Putin’s mother was 41 when he was born. She had lost two sons before her last son, Vladamir, was born in 1952. Do you think she might have spoiled her last surviving son?

Here’s part of the Wikipedia Early Years entry on Adolph Hitler:

Adolf Hitler was born on 20 April 1889 in Braunau am Inn, a town in Austria-Hungary (in present-day Austria), close to the border with the German Empire.[15][16] He was the fourth of six children born to Alois Hitler and his third wife, Klara Pölzl. Three of Hitler’s siblings – Gustav, Ida, and Otto – died in infancy.

Hitler’s mother was 25 when he was born. She had lost three children–two sons and a daughter–before her last son, Adolph, was born in 1889. Do you think she might have spoiled her last surviving son?

Sigmund Freud taught the world that if you wanted to understand an adult (or adults wanted to understand themselves), understand the child. Freud was also one of the first to define narcissism. As Freud wrote about narcissism in 1917, every child in their oral stage is narcissistic. According to Freud, the ego starts to develop in infancy during the oral stage of psychosexual development. During this time, the child is highly egocentric and believes that he is the center of the world probably because of the fact that almost all of their needs and desires are being fulfilled by their mother.

But as they grow up, things change.
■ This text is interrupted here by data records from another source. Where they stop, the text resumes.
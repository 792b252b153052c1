pub mod catalog;
pub mod geo;
pub mod location;
pub mod render;
pub mod search;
A child starts to realize that things cannot always go the way they want and that not everything is for or about them. Therefore, his self-centeredness starts to decline. Or it doesn’t, and a full-fledged narcissist is let loose on the world.

Psych Central indicates that narcissism ranges from an “excessive interest in or admiration of oneself and one’s physical appearance to selfishness, involving a sense of entitlement, a lack of empathy, and a need for admiration.”

Psychologists seem to be ambivalent about the root cause of narcissism, but it’s probably safe to write that there is general agreement that it’s about 50-50 nature (genetics) versus nurture (environment). In other words, there might be a genetic tendency in some people that is triggered by environmental factors, according to Wikipedia, such as:

In Gabbard’s Treatments of Psychiatric Disorders (2014), the following factors are identified as promoting the development of narcissistic personality disorder:

* An oversensitive temperament (individual differences of behavior) at birth

* Excessive admiration that is never balanced with realistic criticism

* Excessive praise for good behaviors, or excessive criticism for bad behaviors in childhood

* Overindulgence and overvaluation by family or peers

* Being praised by adults for perceived exceptional physical appearance or abilities

* Trauma caused by psychological abusephysical abuse or sexual abuse in childhood

* Unpredictable or unreliable parental caregiving

* Learning the behaviors of psychological manipulation from parents or peers[.

If we consider “Excessive admiration that is never balanced with realistic criticism,” “Excessive praise for good behaviors, or excessive criticism for bad behaviors in childhood,” and “Excessive praise for good behaviors,” we might call that spoiling.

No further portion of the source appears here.